Start of INFORMATION SUPPLIED

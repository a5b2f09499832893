//! HTTP surface: `POST /invoke` carries frames, `GET /health` reports mode.

mod error;
pub mod models;
mod server;
pub mod services;
pub mod sink;
pub mod state;
pub(crate) mod utils;

pub use error::ApiError;
pub use server::{router, run};
pub use sink::HttpEventSink;
pub use state::AppState;
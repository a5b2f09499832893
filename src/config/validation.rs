use super::models::Config;
use crate::humanize::ByteSize;
use thiserror::Error;

#[derive(Debug, Error)]
pub enum ValidationError {
    #[error("max_payload_bytes ({actual}) exceeds limit of {limit}")]
    PayloadSizeExceedsLimit { actual: ByteSize, limit: ByteSize },

    #[error("range_fetch_limit must be positive")]
    InvalidRangeFetchLimit,

    #[error("max_response_bytes must be positive")]
    InvalidMaxResponseBytes,

    #[error("fetch_timeout_secs must be positive")]
    InvalidFetchTimeout,

    #[error("Invalid blacklist entry '{entry}': {reason}")]
    InvalidBlacklistEntry { entry: String, reason: &'static str },
}

const MAX_PAYLOAD_BYTES: ByteSize = ByteSize::mib(32);

/// Validate the entire configuration
pub fn validate(config: &Config) -> Result<(), ValidationError> {
    validate_payload_size(config)?;
    validate_fetch_limits(config)?;
    validate_blacklist(config)?;
    Ok(())
}

fn validate_payload_size(config: &Config) -> Result<(), ValidationError> {
    if config.server.max_payload_bytes > MAX_PAYLOAD_BYTES {
        return Err(ValidationError::PayloadSizeExceedsLimit {
            actual: config.server.max_payload_bytes,
            limit: MAX_PAYLOAD_BYTES,
        });
    }

    Ok(())
}

fn validate_fetch_limits(config: &Config) -> Result<(), ValidationError> {
    let relay = &config.relay;

    if relay.range_fetch_limit.as_u64() == 0 {
        return Err(ValidationError::InvalidRangeFetchLimit);
    }

    if relay.max_response_bytes.as_u64() == 0 {
        return Err(ValidationError::InvalidMaxResponseBytes);
    }

    if relay.fetch_timeout_secs == 0 {
        return Err(ValidationError::InvalidFetchTimeout);
    }

    Ok(())
}

/// Entries are exact hosts or a single leading `*.` wildcard
fn validate_blacklist(config: &Config) -> Result<(), ValidationError> {
    for entry in &config.relay.blacklist {
        let invalid = |reason| ValidationError::InvalidBlacklistEntry {
            entry: entry.clone(),
            reason,
        };

        let trimmed = entry.trim();
        if trimmed.is_empty() {
            return Err(invalid("entry is empty"));
        }
        if trimmed.chars().any(char::is_whitespace) {
            return Err(invalid("entry contains whitespace"));
        }

        let host = trimmed.strip_prefix("*.").unwrap_or(trimmed);
        if host.is_empty() {
            return Err(invalid("wildcard without a domain"));
        }
        if host.contains('*') {
            return Err(invalid("'*' is only allowed as a leading '*.'"));
        }
    }

    Ok(())
}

End of INFORMATION SUPPLIED

BRIEF
The full set of entries must be printed again without any alteration.

WRITTEN SOLUTION
repository a5b2f09499832893
//! HTTP surface: `POST /invoke` carries frames, `GET /health` reports mode.

mod error;
pub mod models;
mod server;
pub mod services;
pub mod sink;
pub mod state;
pub(crate) mod utils;

pub use error::ApiError;
pub use server::{router, run};
pub use sink::HttpEventSink;
pub use state::AppState;
repository a5b2f09499832893
filename src/config/validation.rs
use super::models::Config;
use crate::humanize::ByteSize;
use thiserror::Error;

#[derive(Debug, Error)]
pub enum ValidationError {
    #[error("max_payload_bytes ({actual}) exceeds limit of {limit}")]
    PayloadSizeExceedsLimit { actual: ByteSize, limit: ByteSize },

    #[error("range_fetch_limit must be positive")]
    InvalidRangeFetchLimit,

    #[error("max_response_bytes must be positive")]
    InvalidMaxResponseBytes,

    #[error("fetch_timeout_secs must be positive")]
    InvalidFetchTimeout,

    #[error("Invalid blacklist entry '{entry}': {reason}")]
    InvalidBlacklistEntry { entry: String, reason: &'static str },
}

const MAX_PAYLOAD_BYTES: ByteSize = ByteSize::mib(32);

/// Validate the entire configuration
pub fn validate(config: &Config) -> Result<(), ValidationError> {
    validate_payload_size(config)?;
    validate_fetch_limits(config)?;
    validate_blacklist(config)?;
    Ok(())
}

fn validate_payload_size(config: &Config) -> Result<(), ValidationError> {
    if config.server.max_payload_bytes > MAX_PAYLOAD_BYTES {
        return Err(ValidationError::PayloadSizeExceedsLimit {
            actual: config.server.max_payload_bytes,
            limit: MAX_PAYLOAD_BYTES,
        });
    }

    Ok(())
}

fn validate_fetch_limits(config: &Config) -> Result<(), ValidationError> {
    let relay = &config.relay;

    if relay.range_fetch_limit.as_u64() == 0 {
        return Err(ValidationError::InvalidRangeFetchLimit);
    }

    if relay.max_response_bytes.as_u64() == 0 {
        return Err(ValidationError::InvalidMaxResponseBytes);
    }

    if relay.fetch_timeout_secs == 0 {
        return Err(ValidationError::InvalidFetchTimeout);
    }

    Ok(())
}

/// Entries are exact hosts or a single leading `*.` wildcard
fn validate_blacklist(config: &Config) -> Result<(), ValidationError> {
    for entry in &config.relay.blacklist {
        let invalid = |reason| ValidationError::InvalidBlacklistEntry {
            entry: entry.clone(),
            reason,
        };

        let trimmed = entry.trim();
        if trimmed.is_empty() {
            return Err(invalid("entry is empty"));
        }
        if trimmed.chars().any(char::is_whitespace) {
            return Err(invalid("entry contains whitespace"));
        }

        let host = trimmed.strip_prefix("*.").unwrap_or(trimmed);
        if host.is_empty() {
            return Err(invalid("wildcard without a domain"));
        }
        if host.contains('*') {
            return Err(invalid("'*' is only allowed as a leading '*.'"));
        }
    }

    Ok(())
}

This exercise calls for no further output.